Combinatorics is the slums of topology – Henry Whitehead
Scoffers regard combinatorics as a chaotic realm of binomial coefficients, graphs, and lattices, with a mixed bag of ad hoc tricks and techniques for investigating them. [..] Another criticism of combinatorics is that it “lacks abstraction.” The implication is that combinatorics is lacking in depth and all its results follow from trivial, though possible elaborate, manipulations. This argument is extremely misleading and unfair. – Richard Stanlеy (1971)
The opinion of many first-class mathematicians about combinatorics is still in the pejorative. While accepting its interest and difficulty, they deny its depth. It is often forcefully stated that combinatorics is a collection of problems which may be interesting in themselves but are not linked and do not constitute a theory. – László Lovász (1979)
Combinatorics [is] a sort of glorified dicethrowing. – Robert Kanigel (1991)
This prejudice, the view that combinatorics is quite different from ‘real mathematics’, was not uncommon in the twentieth century, among popular expositors as well as professionals. – Peter Cameron (2001)

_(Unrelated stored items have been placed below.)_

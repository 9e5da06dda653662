//! End-to-end tests: a real `ApiClient` against the in-memory reference
//! server bound to an ephemeral port.

use mats_core::models::{Graph, GraphId, Node, NodeId, Position, TechniqueNote, UserId};
use mats_core::{ApiClient, EditorConfig, LocalStore};
use mats_editor::{messages, Editor, Entities, Session};
use mats_server::AppState;
use std::sync::Arc;
use tokio::net::TcpListener;
use tokio::sync::broadcast;

struct TestServer {
    base_url: String,
    _shutdown: broadcast::Sender<()>,
}

async fn spawn_server() -> TestServer {
    let listener = TcpListener::bind("127.0.0.1:0").await.unwrap();
    let addr = listener.local_addr().unwrap();
    let (tx, rx) = broadcast::channel(1);
    tokio::spawn(mats_server::http::serve(listener, Arc::new(AppState::new()), rx));
    TestServer {
        base_url: format!("http://{}/api", addr),
        _shutdown: tx,
    }
}

async fn signed_in(server: &TestServer, store: &LocalStore) -> Session {
    let client = ApiClient::with_base_url(&server.base_url).unwrap();
    let mut session = Session::restore(store.clone(), client).await;
    session
        .register("Ana", "ana@example.com", "secret")
        .await
        .unwrap();
    session
}

async fn editor_for(session: &Session) -> Editor {
    let mut editor = Editor::new(
        Arc::new(session.client().clone()),
        session.store().clone(),
        EditorConfig::default(),
    )
    .with_user(session.user().cloned());
    editor.load_all().await.unwrap();
    editor
}

/// Signed-in editor on a fresh graph holding "Closed guard" and "Armbar".
async fn editor_with_graph(session: &Session) -> (Editor, GraphId, NodeId, NodeId) {
    let mut editor = editor_for(session).await;
    let graph = editor.create_graph("Guard").await.unwrap();
    editor.select_graph(graph.id).unwrap();
    let a = editor.create_node("Closed guard").await.unwrap();
    let b = editor.create_node("Armbar").await.unwrap();
    (editor, graph.id, a.id, b.id)
}

#[tokio::test]
async fn test_session_survives_restart_until_logout() {
    let server = spawn_server().await;
    let store = LocalStore::temporary().unwrap();

    let fresh = Session::restore(
        store.clone(),
        ApiClient::with_base_url(&server.base_url).unwrap(),
    )
    .await;
    assert!(!fresh.is_authenticated());

    let session = signed_in(&server, &store).await;
    let user = session.user().cloned().unwrap();
    assert_eq!(user.email, "ana@example.com");

    let mut restored = Session::restore(
        store.clone(),
        ApiClient::with_base_url(&server.base_url).unwrap(),
    )
    .await;
    assert_eq!(restored.user(), Some(&user));

    restored.logout().unwrap();
    assert!(store.load_token().is_none());
}

#[tokio::test]
async fn test_rejected_stored_token_is_cleared() {
    let server = spawn_server().await;
    let store = LocalStore::temporary().unwrap();
    store.save_token("not-a-real-token").unwrap();

    let session = Session::restore(
        store.clone(),
        ApiClient::with_base_url(&server.base_url).unwrap(),
    )
    .await;

    assert!(!session.is_authenticated());
    assert!(session.client().token().is_none());
    assert!(store.load_token().is_none());
}

#[tokio::test]
async fn test_duplicate_edge_shows_duplicate_message() {
    let server = spawn_server().await;
    let store = LocalStore::temporary().unwrap();
    let session = signed_in(&server, &store).await;
    let (mut editor, _, a, b) = editor_with_graph(&session).await;

    editor.connect(a, b).await.unwrap();
    assert!(editor.connect(a, b).await.is_err());

    assert_eq!(editor.banner().unwrap().message, messages::EDGE_DUPLICATE);
    assert!(editor.pending_edges().is_empty());
    let between = editor
        .view()
        .edges
        .iter()
        .filter(|e| e.source == a && e.target == b)
        .count();
    assert_eq!(between, 1);
}

#[tokio::test]
async fn test_positions_round_trip_through_local_store() {
    let server = spawn_server().await;
    let store = LocalStore::temporary().unwrap();
    let session = signed_in(&server, &store).await;
    let (mut editor, graph, a, b) = editor_with_graph(&session).await;

    editor.move_node(a, Position::new(10.0, 20.0)).unwrap();
    editor.move_node(b, Position::new(300.0, 40.0)).unwrap();
    editor.flush().await;
    drop(editor);

    let mut reopened = editor_for(&session).await;
    reopened.select_graph(graph).unwrap();
    assert_eq!(reopened.view().node(a).unwrap().position, Position::new(10.0, 20.0));
    assert_eq!(reopened.view().node(b).unwrap().position, Position::new(300.0, 40.0));
}

#[tokio::test]
async fn test_technique_note_round_trip() {
    let server = spawn_server().await;
    let store = LocalStore::temporary().unwrap();
    let session = signed_in(&server, &store).await;
    let (mut editor, graph, a, b) = editor_with_graph(&session).await;

    let panel = editor.open_technique(b).await.unwrap();
    assert_eq!(panel.draft, TechniqueNote::default());

    editor.open_technique(a).await.unwrap();
    editor.edit_video_url("https://x").unwrap();
    editor.edit_steps("1) grip").unwrap();
    editor.save_technique_now().await.unwrap();

    let mut reopened = editor_for(&session).await;
    reopened.select_graph(graph).unwrap();
    let panel = reopened.open_technique(a).await.unwrap();
    assert_eq!(panel.draft, TechniqueNote::new("https://x", "1) grip"));
    assert!(reopened.banner().is_none());
}

#[tokio::test]
async fn test_deleting_node_cascades_on_both_sides() {
    let server = spawn_server().await;
    let store = LocalStore::temporary().unwrap();
    let session = signed_in(&server, &store).await;
    let (mut editor, graph, a, b) = editor_with_graph(&session).await;
    let c = editor.create_node("Triangle").await.unwrap().id;
    editor.connect(a, b).await.unwrap();
    editor.connect(b, c).await.unwrap();

    let report = editor.delete_nodes(&[b]).await;
    assert_eq!(report.failed, 0);
    assert!(editor.view().edges.is_empty());

    editor.load_all().await.unwrap();
    editor.select_graph(graph).unwrap();
    assert!(editor.view().edges.is_empty());
    assert_eq!(editor.view().nodes.len(), 2);
}

#[tokio::test]
async fn test_unreachable_server_shows_network_message() {
    let client = ApiClient::with_base_url("http://127.0.0.1:9/api")
        .unwrap()
        .with_token("t");
    let store = LocalStore::temporary().unwrap();
    let mut editor = Editor::new(Arc::new(client), store, EditorConfig::default());
    editor.hydrate(Entities {
        users: Vec::new(),
        graphs: vec![Graph {
            id: GraphId(1),
            title: "Guard".to_string(),
            user_id: UserId(1),
        }],
        nodes: vec![
            Node {
                id: NodeId(1),
                name: "Closed guard".to_string(),
                graph_id: GraphId(1),
            },
            Node {
                id: NodeId(2),
                name: "Armbar".to_string(),
                graph_id: GraphId(1),
            },
        ],
        edges: Vec::new(),
    });
    editor.select_graph(GraphId(1)).unwrap();

    assert!(editor.connect(NodeId(1), NodeId(2)).await.is_err());

    assert_eq!(editor.banner().unwrap().message, messages::EDGE_NETWORK);
    assert!(editor.view().edges.is_empty());
    // The failed reload left the cached techniques in place.
    assert_eq!(editor.view().nodes.len(), 2);
}
use serde::{Deserialize, Serialize};
use std::fmt;
use std::str::FromStr;

use super::{EdgeId, NodeId};

/// Tri-state classification of a transition.
#[derive(Debug, Clone, Copy, PartialEq, Eq, Hash, Serialize, Deserialize, Default)]
#[serde(rename_all = "lowercase")]
pub enum EdgeType {
    Positive,
    #[default]
    Neutral,
    Negative,
}

impl fmt::Display for EdgeType {
    fn fmt(&self, f: &mut fmt::Formatter<'_>) -> fmt::Result {
        match self {
            EdgeType::Positive => write!(f, "positive"),
            EdgeType::Neutral => write!(f, "neutral"),
            EdgeType::Negative => write!(f, "negative"),
        }
    }
}

impl FromStr for EdgeType {
    type Err = String;

    fn from_str(s: &str) -> Result<Self, Self::Err> {
        match s.to_ascii_lowercase().as_str() {
            "positive" | "+" => Ok(EdgeType::Positive),
            "neutral" | "0" => Ok(EdgeType::Neutral),
            "negative" | "-" => Ok(EdgeType::Negative),
            other => Err(format!("unknown edge type: {}", other)),
        }
    }
}

/// A transition between two techniques.
#[derive(Debug, Clone, PartialEq, Serialize, Deserialize)]
pub struct Edge {
    pub id: EdgeId,
    pub from_node_id: NodeId,
    pub to_node_id: NodeId,
    #[serde(default)]
    pub edge_type: EdgeType,
    #[serde(default)]
    pub label: Option<String>,
}

impl Edge {
    pub fn touches(&self, node: NodeId) -> bool {
        self.from_node_id == node || self.to_node_id == node
    }
}

#[derive(Debug, Clone, PartialEq, Serialize, Deserialize)]
pub struct NewEdge {
    pub from_node_id: NodeId,
    pub to_node_id: NodeId,
    pub edge_type: EdgeType,
}

/// Body of `PUT /edges/:id`; absent fields are left unchanged.
#[derive(Debug, Clone, Default, PartialEq, Serialize, Deserialize)]
pub struct EdgeUpdate {
    #[serde(skip_serializing_if = "Option::is_none")]
    pub edge_type: Option<EdgeType>,
    #[serde(skip_serializing_if = "Option::is_none")]
    pub label: Option<String>,
}
pub mod api;
pub mod config;
pub mod error;
pub mod models;
pub mod store;

pub use api::{ApiClient, ApiError, Backend};
pub use config::{EditorConfig, MatsConfig};
pub use error::MatsError;
pub use store::LocalStore;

Now that the readers can see where the “traditional sensitivities” come from, the following quote must come as a surprise. Even more remarkable is that it’s become a conventional wisdom:
Like number theory before the 19th century, combinatorics before the 20th century was thought to be an elementary topic without much unity or depth. We now realize that, like number theory, combinatorics is infinitely deep and linked to all parts of mathematics. – John Stillwell (2010)
Of course, the prejudice has never been limited to Combinatorics. Imagine how an expert in Partition Theory and q-series must feel after reading this quote:
[In the context of Partition Theory] Professor Littlewood, when he makes use of an algebraic identity, always saves himself the trouble of proving it; he maintains that an identity, if true, can be verified in a few lines by anybody obtuse enough to feel the need of verification. – Freeman Dyson (1944), see here.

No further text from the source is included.